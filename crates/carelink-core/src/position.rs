//! Position records: the latest known location of a subject in a role.
//!
//! There is at most one record per `(subject key, role)`. Writes overwrite in
//! place; no history is kept.

use chrono::{DateTime, Utc};
use serde::{Deserialize, Serialize};

use crate::{Error, Result, subject::SubjectKey};

// ─── Role ────────────────────────────────────────────────────────────────────

/// Which side of a client/caregiver link a record describes.
#[derive(
  Debug, Clone, Copy, PartialEq, Eq, Hash, Default, Serialize, Deserialize,
)]
#[serde(rename_all = "lowercase")]
pub enum Role {
  Client,
  #[default]
  Caregiver,
}

// ─── Coordinates ─────────────────────────────────────────────────────────────

/// A WGS84 latitude/longitude pair in decimal degrees.
#[derive(Debug, Clone, Copy, PartialEq, Serialize, Deserialize)]
pub struct Coordinates {
  pub lat: f64,
  pub lng: f64,
}

impl Coordinates {
  /// Build a pair, rejecting non-finite or out-of-range values.
  pub fn new(lat: f64, lng: f64) -> Result<Self> {
    if !lat.is_finite() || !lng.is_finite() {
      return Err(Error::InvalidInput("coordinates must be finite".into()));
    }
    if !(-90.0..=90.0).contains(&lat) {
      return Err(Error::InvalidInput(format!("latitude {lat} out of range")));
    }
    if !(-180.0..=180.0).contains(&lng) {
      return Err(Error::InvalidInput(format!("longitude {lng} out of range")));
    }
    Ok(Self { lat, lng })
  }
}

// ─── Source ──────────────────────────────────────────────────────────────────

/// How a record's coordinates were obtained.
#[derive(Debug, Clone, Copy, PartialEq, Eq, Serialize, Deserialize)]
#[serde(rename_all = "kebab-case")]
pub enum PositionSource {
  /// Sent by the subject's own device.
  DeviceReport,
  /// Derived from the subject's postal code by the geocoding provider.
  GeocodedFallback,
}

// ─── Records ─────────────────────────────────────────────────────────────────

/// A stored position.
#[derive(Debug, Clone, PartialEq, Serialize, Deserialize)]
pub struct PositionRecord {
  pub subject_key: SubjectKey,
  pub role:        Role,
  pub coordinates: Coordinates,
  /// Reported accuracy radius in meters.
  pub accuracy:    Option<f64>,
  pub source:      PositionSource,
  /// Store-assigned; never moves backwards for a given key.
  pub updated_at:  DateTime<Utc>,
}

/// Input to [`crate::store::PositionStore::upsert_position`].
/// `updated_at` is always set by the store; it is not accepted from callers.
#[derive(Debug, Clone, PartialEq)]
pub struct NewPosition {
  pub subject_key: SubjectKey,
  pub role:        Role,
  pub coordinates: Coordinates,
  pub accuracy:    Option<f64>,
  pub source:      PositionSource,
}

// ─── Read models ─────────────────────────────────────────────────────────────

/// A client's home position as served to the client's own view.
#[derive(Debug, Clone, PartialEq, Serialize, Deserialize)]
pub struct HomeView {
  pub coordinates: Coordinates,
  pub source:      PositionSource,
  pub updated_at:  DateTime<Utc>,
}

impl From<&PositionRecord> for HomeView {
  fn from(r: &PositionRecord) -> Self {
    Self {
      coordinates: r.coordinates,
      source:      r.source,
      updated_at:  r.updated_at,
    }
  }
}

/// A subject's last known position as served to a tracking client.
#[derive(Debug, Clone, PartialEq, Serialize, Deserialize)]
pub struct LiveView {
  pub coordinates: Coordinates,
  pub accuracy:    Option<f64>,
  pub updated_at:  DateTime<Utc>,
}

impl From<&PositionRecord> for LiveView {
  fn from(r: &PositionRecord) -> Self {
    Self {
      coordinates: r.coordinates,
      accuracy:    r.accuracy,
      updated_at:  r.updated_at,
    }
  }
}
• • • • • • •
Count the lines in the records above that contain the word "served", and reply with only that number.

2